//! Tensor payloads attached to requests and responses.
//!
//! A tensor's bytes either live in a pooled [`crate::memory::Buffer`]
//! (`TensorData::Pooled`) or are owned directly (`TensorData::Owned`),
//! mirroring the original's split between `sharedData_` (a pool-backed
//! pointer) and `data_` (an owned `std::vector<uint8_t>`), per
//! `InferenceRequestInput`/`InferenceRequestOutput`.

use crate::memory::Buffer;
use crate::parameters::ParameterMap;
use crate::types::DataType;
use std::sync::Arc;

#[derive(Debug, Clone)]
pub enum TensorData {
    /// A byte range within a pooled allocation, kept alive for the tensor's
    /// lifetime via the shared buffer handle. The range lets several
    /// requests' tensors share one batch-wide buffer instead of each
    /// requiring its own allocation (see `batching::soft`).
    Pooled {
        buffer: Arc<Buffer>,
        offset: usize,
        len: usize,
    },
    /// Bytes owned directly by this tensor (e.g. materialized from JSON).
    Owned(Vec<u8>),
}

impl TensorData {
    pub fn as_bytes(&self) -> &[u8] {
        match self {
            TensorData::Pooled { buffer, offset, len } => buffer.slice(*offset, *len),
            TensorData::Owned(bytes) => bytes.as_slice(),
        }
    }

    pub fn len(&self) -> usize {
        match self {
            TensorData::Pooled { len, .. } => *len,
            TensorData::Owned(bytes) => bytes.len(),
        }
    }

    pub fn is_empty(&self) -> bool {
        self.len() == 0
    }
}

#[derive(Debug, Clone)]
pub struct InferenceTensor {
    pub name: String,
    pub shape: Vec<i64>,
    pub datatype: DataType,
    pub parameters: ParameterMap,
    pub data: TensorData,
}

impl InferenceTensor {
    pub fn new(name: impl Into<String>, shape: Vec<i64>, datatype: DataType, data: TensorData) -> Self {
        InferenceTensor {
            name: name.into(),
            shape,
            datatype,
            parameters: ParameterMap::new(),
            data,
        }
    }

    /// Number of elements implied by `shape` (product of all dimensions).
    pub fn element_count(&self) -> i64 {
        self.shape.iter().product()
    }

    /// Expected byte length for a fixed-size datatype, `shape.product() *
    /// datatype.size()`. Variable-length `String` tensors have no fixed
    /// expected size and always return `None`.
    pub fn expected_byte_len(&self) -> Option<usize> {
        if !self.datatype.is_fixed_size() {
            return None;
        }
        let count = self.element_count();
        if count < 0 {
            return None;
        }
        Some(count as usize * self.datatype.size())
    }
}

#[cfg(test)]
mod tests {
    use super::*;

    #[test]
    fn owned_tensor_reports_expected_byte_len() {
        let tensor = InferenceTensor::new(
            "input",
            vec![2, 3],
            DataType::F32,
            TensorData::Owned(vec![0u8; 24]),
        );
        assert_eq!(tensor.element_count(), 6);
        assert_eq!(tensor.expected_byte_len(), Some(24));
        assert_eq!(tensor.data.len(), 24);
    }

    #[test]
    fn string_tensor_has_no_fixed_expected_len() {
        let tensor = InferenceTensor::new(
            "text",
            vec![1],
            DataType::String,
            TensorData::Owned(b"hello".to_vec()),
        );
        assert_eq!(tensor.expected_byte_len(), None);
    }
}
_ _ _ _ _ _ _
*Exercise aim:* Reprint the complete listing exactly.

*The answer:*
//! Tensor payloads attached to requests and responses.
//!
//! A tensor's bytes either live in a pooled [`crate::memory::Buffer`]
//! (`TensorData::Pooled`) or are owned directly (`TensorData::Owned`),
//! mirroring the original's split between `sharedData_` (a pool-backed
//! pointer) and `data_` (an owned `std::vector<uint8_t>`), per
//! `InferenceRequestInput`/`InferenceRequestOutput`.

use crate::memory::Buffer;
use crate::parameters::ParameterMap;
use crate::types::DataType;
use std::sync::Arc;

#[derive(Debug, Clone)]
pub enum TensorData {
    /// A byte range within a pooled allocation, kept alive for the tensor's
    /// lifetime via the shared buffer handle. The range lets several
    /// requests' tensors share one batch-wide buffer instead of each
    /// requiring its own allocation (see `batching::soft`).
    Pooled {
        buffer: Arc<Buffer>,
        offset: usize,
        len: usize,
    },
    /// Bytes owned directly by this tensor (e.g. materialized from JSON).
    Owned(Vec<u8>),
}

impl TensorData {
    pub fn as_bytes(&self) -> &[u8] {
        match self {
            TensorData::Pooled { buffer, offset, len } => buffer.slice(*offset, *len),
            TensorData::Owned(bytes) => bytes.as_slice(),
        }
    }

    pub fn len(&self) -> usize {
        match self {
            TensorData::Pooled { len, .. } => *len,
            TensorData::Owned(bytes) => bytes.len(),
        }
    }

    pub fn is_empty(&self) -> bool {
        self.len() == 0
    }
}

#[derive(Debug, Clone)]
pub struct InferenceTensor {
    pub name: String,
    pub shape: Vec<i64>,
    pub datatype: DataType,
    pub parameters: ParameterMap,
    pub data: TensorData,
}

impl InferenceTensor {
    pub fn new(name: impl Into<String>, shape: Vec<i64>, datatype: DataType, data: TensorData) -> Self {
        InferenceTensor {
            name: name.into(),
            shape,
            datatype,
            parameters: ParameterMap::new(),
            data,
        }
    }

    /// Number of elements implied by `shape` (product of all dimensions).
    pub fn element_count(&self) -> i64 {
        self.shape.iter().product()
    }

    /// Expected byte length for a fixed-size datatype, `shape.product() *
    /// datatype.size()`. Variable-length `String` tensors have no fixed
    /// expected size and always return `None`.
    pub fn expected_byte_len(&self) -> Option<usize> {
        if !self.datatype.is_fixed_size() {
            return None;
        }
        let count = self.element_count();
        if count < 0 {
            return None;
        }
        Some(count as usize * self.datatype.size())
    }
}

#[cfg(test)]
mod tests {
    use super::*;

    #[test]
    fn owned_tensor_reports_expected_byte_len() {
        let tensor = InferenceTensor::new(
            "input",
            vec![2, 3],
            DataType::F32,
            TensorData::Owned(vec![0u8; 24]),
        );
        assert_eq!(tensor.element_count(), 6);
        assert_eq!(tensor.expected_byte_len(), Some(24));
        assert_eq!(tensor.data.len(), 24);
    }

    #[test]
    fn string_tensor_has_no_fixed_expected_len() {
        let tensor = InferenceTensor::new(
            "text",
            vec![1],
            DataType::String,
            TensorData::Owned(b"hello".to_vec()),
        );
        assert_eq!(tensor.expected_byte_len(), None);
    }
}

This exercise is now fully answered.